> At the same time we shoudl also watch out for companies extending/embracing/extinguishing standards
Is ATProto actually a standard? But regardless, nothing prevents Bluesky from enschitifying.
I’m somewhat concerned that the “file system” or the storage where all of our things are supposed to be stored is now suddenly in the cloud. We actually have a real file system … it backs itself up on iPhone even.
It feels like the entire pitch is based on some FOMO factor “oh but my posts” - do people really care that much about their short form outbursts? I mean the whole point of twitter was to post and forget but maybe not for everybody.
It’s a long road but the plan is to standardize AT. See https://docs.bsky.app/blog/taking-at-to-ietf for ongoing first steps.

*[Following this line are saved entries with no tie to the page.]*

//! rpgtop - top-like monitor for PostgreSQL statistics.
//!
//! Usage:
//!   rpgtop                    # activity view, 1 second refresh
//!   rpgtop 5                  # refresh every 5 seconds
//!   rpgtop --view statements  # start with pg_stat_statements
//!   rpgtop --extra disks      # show per-device I/O under the view

use std::sync::mpsc;
use std::time::Duration;

use clap::{Parser, ValueEnum};
use tracing::{Level, info};
use tracing_subscriber::EnvFilter;

use rpgtop::collector::{
    Collector, CollectorConfig, ConnectionArgs, ConnectionConfig, DEFAULT_TRUNCATE, Database,
    OsSource, PostgresDb, RealFs,
};
use rpgtop::collector::procfs::LocalProc;
use rpgtop::tui::{App, MAX_REFRESH, MIN_REFRESH, UiState};
use rpgtop::util::CancelToken;
use rpgtop::view::{ExtraStat, ViewRegistry};

use tikv_jemallocator::Jemalloc;
#[global_allocator]
static GLOBAL: Jemalloc = Jemalloc;

#[derive(Debug, Clone, Copy, ValueEnum)]
enum ExtraArg {
    Disks,
    Net,
}

impl From<ExtraArg> for ExtraStat {
    fn from(arg: ExtraArg) -> Self {
        match arg {
            ExtraArg::Disks => ExtraStat::Diskstats,
            ExtraArg::Net => ExtraStat::Netdev,
        }
    }
}

/// Top-like monitor for PostgreSQL statistics.
#[derive(Parser)]
#[command(name = "rpgtop", version, about = "PostgreSQL statistics monitor")]
struct Args {
    /// Refresh interval in seconds (default: 1).
    #[arg(value_name = "INTERVAL")]
    interval: Option<u64>,

    #[command(flatten)]
    connection: ConnectionArgs,

    /// View shown at startup.
    #[arg(long, default_value = "activity")]
    view: String,

    /// Cut values this long (0 disables truncation).
    #[arg(long, default_value_t = DEFAULT_TRUNCATE)]
    truncate: usize,

    /// Let columns grow to fit their values.
    #[arg(long)]
    dynamic_widths: bool,

    /// Show a per-device or per-interface table under the view.
    #[arg(long, value_enum)]
    extra: Option<ExtraArg>,

    /// Increase log verbosity (-v = DEBUG, -vv = TRACE).
    #[arg(short, long, action = clap::ArgAction::Count)]
    verbose: u8,

    /// Only log errors.
    #[arg(short, long)]
    quiet: bool,
}

fn main() {
    let args = Args::parse();
    init_logging(args.verbose, args.quiet);

    let refresh = Duration::from_secs(args.interval.unwrap_or(1));
    if refresh < MIN_REFRESH || refresh > MAX_REFRESH {
        eprintln!(
            "Error: interval must be between {} and {} seconds",
            MIN_REFRESH.as_secs(),
            MAX_REFRESH.as_secs()
        );
        std::process::exit(1);
    }

    let config = match ConnectionConfig::from_env() {
        Ok(c) => c.with_args(&args.connection),
        Err(e) => {
            eprintln!("Error: {}", e);
            std::process::exit(1);
        }
    };
    let db = match PostgresDb::connect(&config) {
        Ok(db) => db,
        Err(e) => {
            eprintln!("Error: {}", e);
            std::process::exit(1);
        }
    };

    let registry = ViewRegistry::builtin(db.server_version_num());
    let Some(view) = registry.get(&args.view) else {
        let names: Vec<&str> = registry.names().collect();
        eprintln!(
            "Error: unknown view {:?}, expected one of: {}",
            args.view,
            names.join(", ")
        );
        std::process::exit(1);
    };
    let mut view = view.clone();
    if let Some(extra) = args.extra {
        view.extra = extra.into();
    }

    let os = if config.is_local() {
        OsSource::Local(Box::new(LocalProc::new(RealFs::new())))
    } else {
        OsSource::remote()
    };
    info!(
        view = %view.name,
        local = config.is_local(),
        "connected to {}",
        config.host
    );

    let collector_config = CollectorConfig {
        truncate: args.truncate,
        dynamic_widths: args.dynamic_widths,
        refresh,
    };
    let ui = UiState::new(view.clone(), refresh);
    let collector = Collector::new(db, os, view, collector_config);

    let cancel = CancelToken::new();
    if let Err(e) = cancel.cancel_on_ctrlc() {
        eprintln!("Error: cannot install signal handler: {}", e);
        std::process::exit(1);
    }

    let (tx, rx) = mpsc::channel();
    let handle = match rpgtop::collector::spawn(collector, tx, cancel.clone()) {
        Ok(h) => h,
        Err(e) => {
            eprintln!("Error: {}", e);
            std::process::exit(1);
        }
    };

    let app = App::new(registry, ui, handle, cancel);
    if let Err(e) = app.run(rx) {
        eprintln!("Error: {}", e);
        std::process::exit(1);
    }
}

/// Logs go to stderr; the default WARN level keeps them off the screen.
fn init_logging(verbose: u8, quiet: bool) {
    let level = if quiet {
        Level::ERROR
    } else {
        match verbose {
            0 => Level::WARN,
            1 => Level::DEBUG,
            _ => Level::TRACE,
        }
    };

    let mut filter = EnvFilter::from_default_env();
    if let Ok(directive) = format!("rpgtop={}", level).parse() {
        filter = filter.add_directive(directive);
    }

    tracing_subscriber::fmt()
        .with_env_filter(filter)
        .with_target(false)
        .with_writer(std::io::stderr)
        .init();
}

>I’m somewhat concerned that the “file system” or the storage where all of our things are supposed to be stored is now suddenly in the cloud. We actually have a real file system … it backs itself up on iPhone even.

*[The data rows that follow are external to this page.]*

//! Sampling of the monitored database and its host.
//!
//! # Architecture
//!
//! ```text
//!   UI thread                    collector thread
//! ┌────────────┐  Command   ┌──────────────────────────────┐
//! │            │──────────▶ │  Collector                   │
//! │  renderer  │            │  ┌──────────┐  ┌──────────┐  │
//! │            │ ◀──────────│  │ Database │  │ProcReader│  │
//! └────────────┘    Stat    │  └────┬─────┘  └────┬─────┘  │
//!                           │       └──── diff ───┘        │
//!                           └──────────────────────────────┘
//! ```
//!
//! - `traits` - the `FileSystem` and `Database` seams
//! - `procfs` - OS metrics from `/proc`, local or through the helper schema
//! - `pg_collector` - the PostgreSQL session
//! - `collector` - one update cycle producing a `Stat`
//! - `task` - the collector thread and its command channel
//! - `mock` - test doubles for the seams

#[allow(clippy::module_inception)]
mod collector;
pub mod mock;
pub mod pg_collector;
pub mod procfs;
mod task;
mod traits;

pub use collector::{
    CollectError, Collector, CollectorConfig, DEFAULT_TRUNCATE, ExtraTable, OsSource, Stat,
    SysStat,
};
pub use pg_collector::{ConfigError, ConnectionArgs, ConnectionConfig, PostgresDb, SslMode};
pub use task::{Command, CollectorHandle, run, spawn};
pub use traits::{Database, DbError, FileSystem, RealFs};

I don’t know how this is related to what my article talks about. The data we’re taking about is already public and in the cloud, it’s just locked into specific app’s databases.

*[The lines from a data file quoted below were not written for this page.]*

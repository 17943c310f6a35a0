//! Cooperative cancellation shared between threads.

use std::sync::Arc;
use std::sync::atomic::{AtomicBool, Ordering};
use std::time::Duration;

/// Granularity at which [`CancelToken::sleep`] re-checks the flag.
const SLEEP_SLICE: Duration = Duration::from_millis(100);

/// A cloneable flag set once to ask every holder to stop.
#[derive(Debug, Clone, Default)]
pub struct CancelToken {
    cancelled: Arc<AtomicBool>,
}

impl CancelToken {
    pub fn new() -> Self {
        Self::default()
    }

    pub fn cancel(&self) {
        self.cancelled.store(true, Ordering::SeqCst);
    }

    pub fn is_cancelled(&self) -> bool {
        self.cancelled.load(Ordering::SeqCst)
    }

    /// Sleeps for `duration` or until cancelled.
    ///
    /// Returns `false` if the token was cancelled before the time ran out.
    pub fn sleep(&self, duration: Duration) -> bool {
        let mut remaining = duration;
        while remaining > Duration::ZERO {
            if self.is_cancelled() {
                return false;
            }
            let slice = remaining.min(SLEEP_SLICE);
            std::thread::sleep(slice);
            remaining = remaining.saturating_sub(slice);
        }
        !self.is_cancelled()
    }

    /// Cancels this token on Ctrl-C.
    pub fn cancel_on_ctrlc(&self) -> Result<(), ctrlc::Error> {
        let token = self.clone();
        ctrlc::set_handler(move || {
            tracing::info!("Received shutdown signal");
            token.cancel();
        })
    }
}

#[cfg(test)]
mod tests {
    use super::*;
    use std::time::Instant;

    #[test]
    fn clones_share_state() {
        let token = CancelToken::new();
        let other = token.clone();
        assert!(!other.is_cancelled());
        token.cancel();
        assert!(other.is_cancelled());
    }

    #[test]
    fn sleep_returns_early_when_cancelled() {
        let token = CancelToken::new();
        let remote = token.clone();
        let handle = std::thread::spawn(move || {
            std::thread::sleep(Duration::from_millis(50));
            remote.cancel();
        });

        let started = Instant::now();
        assert!(!token.sleep(Duration::from_secs(10)));
        assert!(started.elapsed() < Duration::from_secs(5));
        handle.join().unwrap();
    }

    #[test]
    fn sleep_completes_without_cancel() {
        let token = CancelToken::new();
        assert!(token.sleep(Duration::from_millis(20)));
    }
}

The point isn’t about some single specific app, but about creating an ecosystem where the things you create (StackOverflow posts, Reddit discussions, Instagram follows, Letterboxd recipes) are not tied to the fate of that particular app and the whims of its creators. Then, if a service shuts down or turns to shit, developers can compete without solving the cold start problem. You just need to make a better app for same data, not convince everyone to recreate everything on your app.